The two following variables are extracted from the product:
-
Extreme precipitation (p): accumulated liquid and frozen water, comprising rain and snow, that falls to the Earth’s in one hour (mm). This value is averaged over a grid cell.
-
Extreme wind (w): hourly maximum wind gust at a height of 10 m above the surface of the Earth (m s-1). The WMO (2021) defines a wind gust as the maximum of the wind averaged over 3 s intervals. As this duration is shorter than a model time step, this value is deduced from other parameters such as surface stress, surface friction, wind shear and stability. This value is averaged over a grid cell.
Input data is divided into 4 files for each variables representing 4 periods:
- 1979-1986
- 1987-1997
- 1998-2008
- 2009-2019
library(ncdf4)
filer=c(paste0(getwd(),"/data/in/raindat_7986.nc"),
paste0(getwd(),"/data/in/raindat_8797.nc"),
paste0(getwd(),"/data/in/raindat_9808.nc"),
paste0(getwd(),"/data/in/raindat_0919.nc"))

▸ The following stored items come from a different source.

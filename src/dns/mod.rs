pub mod cloudflare;

use async_trait::async_trait;
use serde::{Deserialize, Serialize};

use crate::error::ReconcileResult;

/// Label that stands for the zone apex.
pub const APEX: &str = "@";

/// A zone as returned by the provider.
#[derive(Debug, Clone, PartialEq, Eq, Deserialize, Serialize)]
pub struct Zone {
    pub id: String,
    pub name: String,
}

/// A DNS record as returned by the provider.
#[derive(Debug, Clone, PartialEq, Eq, Deserialize, Serialize)]
pub struct DnsRecord {
    pub id: String,
    pub name: String,
    #[serde(rename = "type")]
    pub record_type: String,
    pub content: String,
    pub ttl: u32,
    #[serde(default)]
    pub proxied: bool,
}

/// The body sent when creating or updating a record.
#[derive(Debug, Clone, PartialEq, Eq, Serialize)]
pub struct RecordSpec {
    #[serde(rename = "type")]
    pub record_type: String,
    pub name: String,
    pub content: String,
    pub ttl: u32,
    pub proxied: bool,
}

impl RecordSpec {
    #[must_use]
    pub fn cname(name: &str, target: &str, ttl: u32, proxied: bool) -> Self {
        Self {
            record_type: "CNAME".to_string(),
            name: name.to_string(),
            content: target.to_string(),
            ttl,
            proxied,
        }
    }

    /// Whether `record` already carries exactly these values.
    ///
    /// Names and contents compare case-insensitively and ignore a
    /// trailing dot, since the provider normalises both.
    #[must_use]
    pub fn matches(&self, record: &DnsRecord) -> bool {
        record.record_type.eq_ignore_ascii_case(&self.record_type)
            && same_host(&record.content, &self.content)
            && record.ttl == self.ttl
            && record.proxied == self.proxied
    }
}

/// Zone and record operations needed to converge CNAME records.
#[async_trait]
pub trait DnsApi: Send + Sync {
    /// Every zone visible to the credentials.
    async fn list_zones(&self) -> ReconcileResult<Vec<Zone>>;

    /// Records in `zone_id` whose name is exactly `name`.
    async fn list_records(&self, zone_id: &str, name: &str) -> ReconcileResult<Vec<DnsRecord>>;

    async fn create_record(&self, zone_id: &str, spec: &RecordSpec) -> ReconcileResult<DnsRecord>;

    async fn update_record(
        &self,
        zone_id: &str,
        record_id: &str,
        spec: &RecordSpec,
    ) -> ReconcileResult<DnsRecord>;
}

/// Join a subdomain label and a zone into a fully-qualified name.
///
/// Example: `("www", "example.com")` -> `"www.example.com"`,
/// `("@", "example.com")` -> `"example.com"`.
#[must_use]
pub fn fqdn(label: &str, zone: &str) -> String {
    if label == APEX {
        zone.to_string()
    } else {
        format!("{label}.{zone}")
    }
}

/// Check hostname syntax: dot-separated labels of 1-63 ASCII
/// alphanumerics or hyphens, no label starting or ending with a
/// hyphen, at most 253 characters. A single trailing dot is allowed.
#[must_use]
pub fn is_valid_hostname(name: &str) -> bool {
    let name = name.strip_suffix('.').unwrap_or(name);
    if name.is_empty() || name.len() > 253 {
        return false;
    }
    name.split('.').all(is_valid_label)
}

/// Like [`is_valid_hostname`], but also accepts a leading `*` label.
#[must_use]
pub fn is_valid_record_name(name: &str) -> bool {
    match name.strip_prefix("*.") {
        Some(rest) => is_valid_hostname(rest),
        None => is_valid_hostname(name),
    }
}

fn is_valid_label(label: &str) -> bool {
    !label.is_empty()
        && label.len() <= 63
        && !label.starts_with('-')
        && !label.ends_with('-')
        && label.chars().all(|c| c.is_ascii_alphanumeric() || c == '-')
}

fn same_host(a: &str, b: &str) -> bool {
    a.trim_end_matches('.')
        .eq_ignore_ascii_case(b.trim_end_matches('.'))
}
use std::fmt;

/// Why an entry was not processed.
#[derive(Debug, Clone, Copy, PartialEq, Eq)]
pub enum SkipReason {
    /// The zone is not visible to the credentials.
    ZoneNotFound,
}

impl fmt::Display for SkipReason {
    fn fmt(&self, f: &mut fmt::Formatter<'_>) -> fmt::Result {
        match self {
            Self::ZoneNotFound => f.write_str("zone not found"),
        }
    }
}

/// Result of reconciling one `(zone, subdomain)` entry.
#[derive(Debug, Clone, PartialEq, Eq)]
pub enum Outcome {
    Created,
    Updated,
    /// The existing record already matched; no write was issued.
    Unchanged,
    Skipped(SkipReason),
    Failed(String),
}

impl Outcome {
    #[must_use]
    pub const fn label(&self) -> &'static str {
        match self {
            Self::Created => "created",
            Self::Updated => "updated",
            Self::Unchanged => "unchanged",
            Self::Skipped(_) => "skipped",
            Self::Failed(_) => "failed",
        }
    }
}

#[derive(Debug, Clone, PartialEq, Eq)]
pub struct ItemReport {
    pub zone: String,
    pub label: String,
    pub fqdn: String,
    pub outcome: Outcome,
}

#[derive(Debug, Clone, Copy, Default, PartialEq, Eq)]
pub struct Counts {
    pub created: usize,
    pub updated: usize,
    pub unchanged: usize,
    pub skipped: usize,
    pub failed: usize,
}

impl Counts {
    #[must_use]
    pub const fn total(&self) -> usize {
        self.created + self.updated + self.unchanged + self.skipped + self.failed
    }
}

/// Per-entry outcomes of one run, in configuration order.
#[derive(Debug, Clone, Default, PartialEq, Eq)]
pub struct ReconcileReport {
    pub items: Vec<ItemReport>,
    /// No writes were issued; outcomes describe what would happen.
    pub dry_run: bool,
}

impl ReconcileReport {
    #[must_use]
    pub fn counts(&self) -> Counts {
        let mut counts = Counts::default();
        for item in &self.items {
            match item.outcome {
                Outcome::Created => counts.created += 1,
                Outcome::Updated => counts.updated += 1,
                Outcome::Unchanged => counts.unchanged += 1,
                Outcome::Skipped(_) => counts.skipped += 1,
                Outcome::Failed(_) => counts.failed += 1,
            }
        }
        counts
    }

    /// Entries whose outcome is `Failed`.
    pub fn failures(&self) -> impl Iterator<Item = &ItemReport> {
        self.items
            .iter()
            .filter(|item| matches!(item.outcome, Outcome::Failed(_)))
    }

    #[must_use]
    pub fn item(&self, fqdn: &str) -> Option<&ItemReport> {
        self.items.iter().find(|item| item.fqdn == fqdn)
    }
}

impl fmt::Display for ReconcileReport {
    fn fmt(&self, f: &mut fmt::Formatter<'_>) -> fmt::Result {
        let width = self
            .items
            .iter()
            .map(|item| item.fqdn.len())
            .max()
            .unwrap_or(0)
            .max("Name".len());

        if self.dry_run {
            writeln!(f, "Dry run: no changes were made")?;
            writeln!(f)?;
        }

        writeln!(f, "{:<width$}  Result", "Name")?;
        writeln!(f, "{:-<width$}  {:-<9}", "", "")?;
        for item in &self.items {
            write!(f, "{:<width$}  {}", item.fqdn, item.outcome.label())?;
            match &item.outcome {
                Outcome::Skipped(reason) => write!(f, " ({reason})")?,
                Outcome::Failed(message) => write!(f, " ({message})")?,
                _ => {}
            }
            writeln!(f)?;
        }

        let counts = self.counts();
        writeln!(f)?;
        writeln!(f, "Summary")?;
        writeln!(f, "  Created:   {}", counts.created)?;
        writeln!(f, "  Updated:   {}", counts.updated)?;
        if counts.unchanged > 0 {
            writeln!(f, "  Unchanged: {}", counts.unchanged)?;
        }
        writeln!(f, "  Skipped:   {}", counts.skipped)?;
        writeln!(f, "  Failed:    {}", counts.failed)?;
        write!(f, "  Total:     {}", counts.total())
    }
}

filew=c(paste0(getwd(),"/data/in/windat_7986.nc"),
paste0(getwd(),"/data/in/windat_8797.nc"),
paste0(getwd(),"/data/in/windat_9808.nc"),
paste0(getwd(),"/data/in/windat_0919.nc"))
Startdate=as.POSIXct("1979-01-01 10:00:00")
Enddate=as.POSIXct("1986-12-31 23:00:00")
# ncr = nc_open(filer)
# ncw = nc_open(filew)
Intermediary data are stored in the “data/interdat” folder which contains the following files in Rdata format:
## [1] "allraininclusters1.Rdata" "allraininclusters2.Rdata"
## [3] "allraininclusters3.Rdata" "allraininclusters4.Rdata"
## [5] "extremEventsWind.Rdata" "interclustRain.Rdata"
## [7] "interclustWind.Rdata" "metaclustRain.Rdata"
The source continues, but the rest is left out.